[DATA]
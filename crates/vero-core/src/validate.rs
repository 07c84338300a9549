//! Per-field validation rules.
//!
//! Each helper parses one raw field value and returns either the typed
//! value or a human-actionable message. Draft `validate` implementations
//! compose these into a [`FieldErrors`](crate::form::FieldErrors) map;
//! nothing here is called on keystroke, only on submit.

use chrono::NaiveDate;

pub const MAX_TEXT_LEN: usize = 200;

/// Required free-text field: non-empty, trimmed, bounded, printable.
pub fn require_text(raw: &str) -> Result<String, String> {
    let value = raw.trim();
    if value.is_empty() {
        return Err("must not be empty".to_string());
    }
    if value.chars().count() > MAX_TEXT_LEN {
        return Err(format!("must be at most {MAX_TEXT_LEN} characters"));
    }
    if value.chars().any(char::is_control) {
        return Err("must not contain control characters".to_string());
    }
    Ok(value.to_string())
}

/// Numeric field within an inclusive range.
pub fn parse_number_in_range(raw: &str, min: f64, max: f64) -> Result<f64, String> {
    let value: f64 = raw
        .trim()
        .parse()
        .map_err(|_| format!("must be a number between {min} and {max}"))?;
    if !value.is_finite() || value < min || value > max {
        return Err(format!("must be a number between {min} and {max}"));
    }
    Ok(value)
}

/// Integer field within an inclusive range.
pub fn parse_int_in_range(raw: &str, min: i64, max: i64) -> Result<i64, String> {
    let value: i64 = raw
        .trim()
        .parse()
        .map_err(|_| format!("must be a whole number between {min} and {max}"))?;
    if value < min || value > max {
        return Err(format!("must be a whole number between {min} and {max}"));
    }
    Ok(value)
}

/// Membership in a fixed token vocabulary, matched case-insensitively.
///
/// Returns the canonical token so callers can parse it into their enum
/// without a second normalization pass.
pub fn parse_choice(raw: &str, tokens: &'static [&'static str]) -> Result<&'static str, String> {
    let wanted = raw.trim().to_lowercase();
    tokens
        .iter()
        .find(|t| **t == wanted)
        .copied()
        .ok_or_else(|| format!("must be one of: {}", tokens.join(", ")))
}

/// Calendar date in `YYYY-MM-DD` form.
pub fn parse_date(raw: &str) -> Result<NaiveDate, String> {
    NaiveDate::parse_from_str(raw.trim(), "%Y-%m-%d")
        .map_err(|_| "must be a date in YYYY-MM-DD form".to_string())
}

[TASK ITEM] Retype the records that precede this task, keeping them exactly the same.

[SOLUTION TO THIS EXERCISE]
filename crates/vero-core/src/validate.rs
repository 07c84338300a9549
//! Per-field validation rules.
//!
//! Each helper parses one raw field value and returns either the typed
//! value or a human-actionable message. Draft `validate` implementations
//! compose these into a [`FieldErrors`](crate::form::FieldErrors) map;
//! nothing here is called on keystroke, only on submit.

use chrono::NaiveDate;

pub const MAX_TEXT_LEN: usize = 200;

/// Required free-text field: non-empty, trimmed, bounded, printable.
pub fn require_text(raw: &str) -> Result<String, String> {
    let value = raw.trim();
    if value.is_empty() {
        return Err("must not be empty".to_string());
    }
    if value.chars().count() > MAX_TEXT_LEN {
        return Err(format!("must be at most {MAX_TEXT_LEN} characters"));
    }
    if value.chars().any(char::is_control) {
        return Err("must not contain control characters".to_string());
    }
    Ok(value.to_string())
}

/// Numeric field within an inclusive range.
pub fn parse_number_in_range(raw: &str, min: f64, max: f64) -> Result<f64, String> {
    let value: f64 = raw
        .trim()
        .parse()
        .map_err(|_| format!("must be a number between {min} and {max}"))?;
    if !value.is_finite() || value < min || value > max {
        return Err(format!("must be a number between {min} and {max}"));
    }
    Ok(value)
}

/// Integer field within an inclusive range.
pub fn parse_int_in_range(raw: &str, min: i64, max: i64) -> Result<i64, String> {
    let value: i64 = raw
        .trim()
        .parse()
        .map_err(|_| format!("must be a whole number between {min} and {max}"))?;
    if value < min || value > max {
        return Err(format!("must be a whole number between {min} and {max}"));
    }
    Ok(value)
}

/// Membership in a fixed token vocabulary, matched case-insensitively.
///
/// Returns the canonical token so callers can parse it into their enum
/// without a second normalization pass.
pub fn parse_choice(raw: &str, tokens: &'static [&'static str]) -> Result<&'static str, String> {
    let wanted = raw.trim().to_lowercase();
    tokens
        .iter()
        .find(|t| **t == wanted)
        .copied()
        .ok_or_else(|| format!("must be one of: {}", tokens.join(", ")))
}

/// Calendar date in `YYYY-MM-DD` form.
pub fn parse_date(raw: &str) -> Result<NaiveDate, String> {
    NaiveDate::parse_from_str(raw.trim(), "%Y-%m-%d")
        .map_err(|_| "must be a date in YYYY-MM-DD form".to_string())
}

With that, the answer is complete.